[What you should do]: Reproduce only the lines of the material below that start at the line containing "pub fn wrap_pkcs8(ec_key_der: &[u8])" and stop at the line containing "spki.to_der()". Keep both end lines.

[Material provided]:

//! ASN.1 structures for SM2 keys
//!
//! ```ASN.1
//! ECPrivateKey ::= SEQUENCE {
//!   version        INTEGER { ecPrivkeyVer1(1) } (ecPrivkeyVer1),
//!   privateKey     OCTET STRING,
//!   parameters [0] EXPLICIT OBJECT IDENTIFIER OPTIONAL,
//!   publicKey  [1] EXPLICIT BIT STRING OPTIONAL
//! }
//!
//! PrivateKeyInfo ::= SEQUENCE {
//!   version              INTEGER (0),
//!   privateKeyAlgorithm  SEQUENCE { ecPublicKey, sm2 },
//!   privateKey           OCTET STRING  -- DER of ECPrivateKey
//! }
//! ```
//!
//! Which optional fields are present is fixed by [`EcKeyForm`]: other PKI
//! tooling expects the curve OID to be absent inside a PKCS#8 container and
//! present in a self-describing EC key.

use der::{
    asn1::{AnyRef, BitStringRef, ObjectIdentifier, OctetStringRef},
    Decode, Encode, Sequence,
};
use pkcs8::{
    spki::{AlgorithmIdentifierRef, SubjectPublicKeyInfoRef},
    PrivateKeyInfo,
};
use zeroize::Zeroizing;

use crate::{
    error::{Error, Result},
    key::{util, Sm2PrivateKey, Sm2PublicKey, ID_EC_PUBLIC_KEY, SM2_CURVE_OID},
};

/// `ecPrivkeyVer1`
pub const EC_PRIVATE_KEY_VERSION: u8 = 1;

/// `ECPrivateKey` as laid out on the wire
#[derive(Clone, Debug, Eq, PartialEq, Sequence)]
pub struct EcPrivateKeyDer<'a> {
    pub version: u8,
    pub private_key: OctetStringRef<'a>,
    #[asn1(context_specific = "0", tag_mode = "EXPLICIT", optional = "true")]
    pub named_curve: Option<ObjectIdentifier>,
    #[asn1(context_specific = "1", tag_mode = "EXPLICIT", optional = "true")]
    pub public_key: Option<BitStringRef<'a>>,
}

/// The two encodings of an SM2 private key
#[derive(Clone, Copy, Debug, PartialEq, Eq)]
pub enum EcKeyForm {
    /// Inner key of a PKCS#8 container; the container names the curve, so
    /// `parameters` is omitted. The public point is kept.
    Wrapped,
    /// Self-describing key (the payload of an encrypted PEM block); carries
    /// both the curve OID and the public point.
    Standalone,
}

impl EcKeyForm {
    fn named_curve(&self) -> Option<ObjectIdentifier> {
        match self {
            EcKeyForm::Wrapped => None,
            EcKeyForm::Standalone => Some(SM2_CURVE_OID),
        }
    }
}

fn encoding_error(context: &str) -> impl Fn(der::Error) -> Error + '_ {
    move |e| Error::EncodingError(format!("{}: {}", context, e))
}

fn sm2_algorithm(curve: &ObjectIdentifier) -> AlgorithmIdentifierRef<'_> {
    AlgorithmIdentifierRef {
        oid: ID_EC_PUBLIC_KEY,
        parameters: Some(AnyRef::from(curve)),
    }
}

// ============================================================================
// Encoding
// ============================================================================

/// Encode `key` as an `ECPrivateKey` in the given form
///
/// `privateKey` is always `SCALAR_LEN` bytes, zero-padded on the left.
pub fn encode_ec_private_key(key: &Sm2PrivateKey, form: EcKeyForm) -> Result<Zeroizing<Vec<u8>>> {
    let scalar = Zeroizing::new(key.to_scalar_bytes());
    let point = key.public_key().to_uncompressed_point();

    let ec_key = EcPrivateKeyDer {
        version: EC_PRIVATE_KEY_VERSION,
        private_key: OctetStringRef::new(scalar.as_slice())
            .map_err(encoding_error("Failed to encode SM2 scalar"))?,
        named_curve: form.named_curve(),
        public_key: Some(
            BitStringRef::from_bytes(&point)
                .map_err(encoding_error("Failed to encode SM2 public point"))?,
        ),
    };

    let der = ec_key
        .to_der()
        .map_err(encoding_error("error marshaling SM2 key to asn1"))?;
    Ok(Zeroizing::new(der))
}

/// Wrap an `ECPrivateKey` (wrapped form) in a PKCS#8 `PrivateKeyInfo`
pub fn wrap_pkcs8(ec_key_der: &[u8]) -> Result<Zeroizing<Vec<u8>>> {
    let curve = SM2_CURVE_OID;
    let info = PrivateKeyInfo::new(sm2_algorithm(&curve), ec_key_der);

    let der = info
        .to_der()
        .map_err(encoding_error("error marshaling EC key to PKCS#8"))?;
    Ok(Zeroizing::new(der))
}

/// Encode `key` as a `SubjectPublicKeyInfo`
pub fn encode_spki(key: &Sm2PublicKey) -> Result<Vec<u8>> {
    let curve = SM2_CURVE_OID;
    let point = key.to_uncompressed_point();

    let spki = SubjectPublicKeyInfoRef {
        algorithm: sm2_algorithm(&curve),
        subject_public_key: BitStringRef::from_bytes(&point)
            .map_err(encoding_error("Failed to encode SM2 public point"))?,
    };

    spki.to_der()
        .map_err(encoding_error("error marshaling SM2 public key to SPKI"))
}

// ============================================================================
// Decoding
// ============================================================================

/// Decode an SM2 private key from PKCS#8 or standalone `ECPrivateKey` DER
pub fn decode_private_key_der(der: &[u8]) -> Result<Sm2PrivateKey> {
    match PrivateKeyInfo::try_from(der) {
        Ok(info) => {
            util::check_algorithm(&info.algorithm)?;
            let ec_key = EcPrivateKeyDer::from_der(info.private_key).map_err(|e| {
                Error::DecodeError(format!("Failed to parse EC key inside PKCS#8: {}", e))
            })?;
            tracing::debug!("parsed PKCS#8 SM2 private key");
            ec_key_to_private_key(&ec_key)
        }
        Err(pkcs8_err) => {
            let ec_key = EcPrivateKeyDer::from_der(der).map_err(|_| {
                Error::DecodeError(format!(
                    "not a PKCS#8 or EC private key: {}",
                    pkcs8_err
                ))
            })?;
            tracing::debug!("parsed standalone SM2 private key");
            ec_key_to_private_key(&ec_key)
        }
    }
}

fn ec_key_to_private_key(ec_key: &EcPrivateKeyDer<'_>) -> Result<Sm2PrivateKey> {
    if ec_key.version != EC_PRIVATE_KEY_VERSION {
        return Err(Error::DecodeError(format!(
            "unknown EC private key version {}",
            ec_key.version
        )));
    }

    if let Some(curve) = &ec_key.named_curve {
        util::check_curve(curve)?;
    }

    let key = Sm2PrivateKey::from_scalar_bytes(ec_key.private_key.as_bytes())
        .map_err(|e| Error::DecodeError(format!("invalid SM2 private scalar: {}", e)))?;

    if let Some(bits) = &ec_key.public_key {
        let point = bits.as_bytes().ok_or_else(|| {
            Error::DecodeError("EC public key bit string is not octet aligned".to_string())
        })?;
        let embedded = Sm2PublicKey::from_sec1_bytes(point)
            .map_err(|e| Error::DecodeError(format!("invalid embedded public key: {}", e)))?;

        if &embedded != key.public_key() {
            return Err(Error::DecodeError(
                "embedded public key does not match the private scalar".to_string(),
            ));
        }
    }

    Ok(key)
}

/// Decode an SM2 public key from `SubjectPublicKeyInfo` DER
pub fn decode_spki(der: &[u8]) -> Result<Sm2PublicKey> {
    let spki = SubjectPublicKeyInfoRef::try_from(der)
        .map_err(|e| Error::DecodeError(format!("Failed to parse SPKI: {}", e)))?;

    util::check_algorithm(&spki.algorithm)?;

    let point = spki.subject_public_key.as_bytes().ok_or_else(|| {
        Error::DecodeError("SPKI public key bit string is not octet aligned".to_string())
    })?;

    Sm2PublicKey::from_sec1_bytes(point)
        .map_err(|e| Error::DecodeError(format!("invalid SM2 public key: {}", e)))
}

[Solution for this exercise]:
pub fn wrap_pkcs8(ec_key_der: &[u8]) -> Result<Zeroizing<Vec<u8>>> {
    let curve = SM2_CURVE_OID;
    let info = PrivateKeyInfo::new(sm2_algorithm(&curve), ec_key_der);

    let der = info
        .to_der()
        .map_err(encoding_error("error marshaling EC key to PKCS#8"))?;
    Ok(Zeroizing::new(der))
}

/// Encode `key` as a `SubjectPublicKeyInfo`
pub fn encode_spki(key: &Sm2PublicKey) -> Result<Vec<u8>> {
    let curve = SM2_CURVE_OID;
    let point = key.to_uncompressed_point();

    let spki = SubjectPublicKeyInfoRef {
        algorithm: sm2_algorithm(&curve),
        subject_public_key: BitStringRef::from_bytes(&point)
            .map_err(encoding_error("Failed to encode SM2 public point"))?,
    };

    spki.to_der()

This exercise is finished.